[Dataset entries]
▼

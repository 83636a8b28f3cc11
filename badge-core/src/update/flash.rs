//! Two-slot firmware storage

use std::sync::{Arc, Mutex};

use serde::{Deserialize, Serialize};

use crate::error::FlashError;

/// Firmware image slot
#[derive(Debug, Clone, Copy, PartialEq, Eq, Hash, Serialize, Deserialize)]
pub enum Slot {
    A,
    B,
}

impl Slot {
    pub fn other(self) -> Slot {
        match self {
            Slot::A => Slot::B,
            Slot::B => Slot::A,
        }
    }

    pub fn index(self) -> usize {
        match self {
            Slot::A => 0,
            Slot::B => 1,
        }
    }
}

/// Which slot the boot loader starts next, and the image length held in each slot
#[derive(Debug, Clone, Copy, PartialEq, Eq, Serialize, Deserialize)]
pub struct BootRecord {
    pub slot: Slot,
    pub image_lens: [usize; 2],
}

impl Default for BootRecord {
    fn default() -> Self {
        Self { slot: Slot::A, image_lens: [0, 0] }
    }
}

impl BootRecord {
    pub fn image_len(&self, slot: Slot) -> usize {
        self.image_lens[slot.index()]
    }

    /// Select `slot`, which now holds `image_len` bytes; the other slot keeps its length
    pub fn select(mut self, slot: Slot, image_len: usize) -> Self {
        self.slot = slot;
        self.image_lens[slot.index()] = image_len;
        self
    }
}

/// Flash holding two image slots and a boot selector.
///
/// Implementations refuse writes to the slot the badge is running from, so
/// a failed update can never damage the bootable image.
pub trait FlashStore: Send {
    /// Size of one slot in bytes
    fn capacity(&self) -> usize;

    /// Slot the current firmware was started from
    fn running_slot(&self) -> Slot;

    /// Current boot selector
    fn boot_record(&self) -> BootRecord;

    /// Erase a whole slot
    fn erase(&mut self, slot: Slot) -> Result<(), FlashError>;

    /// Write `data` at `offset` inside `slot`
    fn write(&mut self, slot: Slot, offset: usize, data: &[u8]) -> Result<(), FlashError>;

    /// Fill `buf` from `offset` inside `slot`
    fn read(&self, slot: Slot, offset: usize, buf: &mut [u8]) -> Result<(), FlashError>;

    /// Point the boot selector at `slot`. Must be atomic.
    fn set_boot_slot(&mut self, slot: Slot, image_len: usize) -> Result<(), FlashError>;

    /// Slot an update is written to
    fn update_slot(&self) -> Slot {
        self.running_slot().other()
    }
}

/// Bounds check shared by flash backends
pub fn check_range(offset: usize, len: usize, capacity: usize) -> Result<(), FlashError> {
    match offset.checked_add(len) {
        Some(end) if end <= capacity => Ok(()),
        _ => Err(FlashError::OutOfBounds { offset, len, capacity }),
    }
}

struct MemoryFlashInner {
    slots: [Vec<u8>; 2],
    running: Slot,
    boot: BootRecord,
    writes: [usize; 2],
}

/// RAM-backed flash. Clones share the same storage, so a test can keep a
/// handle after giving one to the update manager.
#[derive(Clone)]
pub struct MemoryFlash {
    inner: Arc<Mutex<MemoryFlashInner>>,
    capacity: usize,
}

impl MemoryFlash {
    /// Flash running from slot A, which holds `image`
    pub fn new(capacity: usize, image: &[u8]) -> Self {
        let mut running = vec![0xFF; capacity];
        let len = image.len().min(capacity);
        running[..len].copy_from_slice(&image[..len]);
        Self {
            inner: Arc::new(Mutex::new(MemoryFlashInner {
                slots: [running, vec![0xFF; capacity]],
                running: Slot::A,
                boot: BootRecord::default().select(Slot::A, len),
                writes: [0, 0],
            })),
            capacity,
        }
    }

    fn lock(&self) -> std::sync::MutexGuard<'_, MemoryFlashInner> {
        self.inner.lock().unwrap_or_else(|e| e.into_inner())
    }

    /// Number of write calls that reached `slot`
    pub fn write_count(&self, slot: Slot) -> usize {
        self.lock().writes[slot.index()]
    }

    /// Image bytes the boot selector currently points at
    pub fn boot_image(&self) -> Vec<u8> {
        let inner = self.lock();
        let slot = inner.boot.slot;
        inner.slots[slot.index()][..inner.boot.image_len(slot)].to_vec()
    }

    /// Simulate a restart into whatever the selector points at
    pub fn reboot(&self) {
        let mut inner = self.lock();
        inner.running = inner.boot.slot;
    }
}

impl FlashStore for MemoryFlash {
    fn capacity(&self) -> usize {
        self.capacity
    }

    fn running_slot(&self) -> Slot {
        self.lock().running
    }

    fn boot_record(&self) -> BootRecord {
        self.lock().boot
    }

    fn erase(&mut self, slot: Slot) -> Result<(), FlashError> {
        let mut inner = self.lock();
        if slot == inner.running {
            return Err(FlashError::RunningSlot(slot));
        }
        inner.slots[slot.index()].fill(0xFF);
        Ok(())
    }

    fn write(&mut self, slot: Slot, offset: usize, data: &[u8]) -> Result<(), FlashError> {
        check_range(offset, data.len(), self.capacity)?;
        let mut inner = self.lock();
        if slot == inner.running {
            return Err(FlashError::RunningSlot(slot));
        }
        inner.slots[slot.index()][offset..offset + data.len()].copy_from_slice(data);
        inner.writes[slot.index()] += 1;
        Ok(())
    }

    fn read(&self, slot: Slot, offset: usize, buf: &mut [u8]) -> Result<(), FlashError> {
        check_range(offset, buf.len(), self.capacity)?;
        let inner = self.lock();
        buf.copy_from_slice(&inner.slots[slot.index()][offset..offset + buf.len()]);
        Ok(())
    }

    fn set_boot_slot(&mut self, slot: Slot, image_len: usize) -> Result<(), FlashError> {
        check_range(0, image_len, self.capacity)?;
        let mut inner = self.lock();
        inner.boot = inner.boot.select(slot, image_len);
        Ok(())
    }
}

#[cfg(test)]
mod tests {
    use super::*;

    #[test]
    fn running_slot_is_write_protected() {
        let mut flash = MemoryFlash::new(16, b"old");
        assert!(matches!(flash.write(Slot::A, 0, b"x"), Err(FlashError::RunningSlot(Slot::A))));
        assert!(flash.erase(Slot::A).is_err());
        assert_eq!(flash.update_slot(), Slot::B);

        flash.write(Slot::B, 0, b"new").unwrap();
        assert_eq!(flash.write_count(Slot::B), 1);
        assert_eq!(flash.boot_image(), b"old");
    }

    #[test]
    fn writes_stay_inside_the_slot() {
        let mut flash = MemoryFlash::new(8, b"");
        assert!(matches!(
            flash.write(Slot::B, 6, b"abc"),
            Err(FlashError::OutOfBounds { offset: 6, len: 3, capacity: 8 })
        ));
        assert!(check_range(usize::MAX, 2, 8).is_err());
    }

    #[test]
    fn selector_flip_changes_next_boot() {
        let mut flash = MemoryFlash::new(8, b"old");
        flash.write(Slot::B, 0, b"newer").unwrap();
        flash.set_boot_slot(Slot::B, 5).unwrap();
        assert_eq!(flash.boot_image(), b"newer");
        assert_eq!(flash.running_slot(), Slot::A);

        flash.reboot();
        assert_eq!(flash.running_slot(), Slot::B);
        assert_eq!(flash.update_slot(), Slot::A);
    }

    #[test]
    fn shadow_image_keeps_its_length_after_the_flip() {
        let mut flash = MemoryFlash::new(8, b"old");
        flash.write(Slot::B, 0, b"newer").unwrap();
        flash.set_boot_slot(Slot::B, 5).unwrap();

        let boot = flash.boot_record();
        assert_eq!(boot.slot, Slot::B);
        assert_eq!(boot.image_len(Slot::B), 5);
        assert_eq!(boot.image_len(Slot::A), 3);
    }
}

▲

In the data above, find each line where the string "badge" appears, then copy it.

filename badge-core/src/update/flash.rs
/// Implementations refuse writes to the slot the badge is running from, so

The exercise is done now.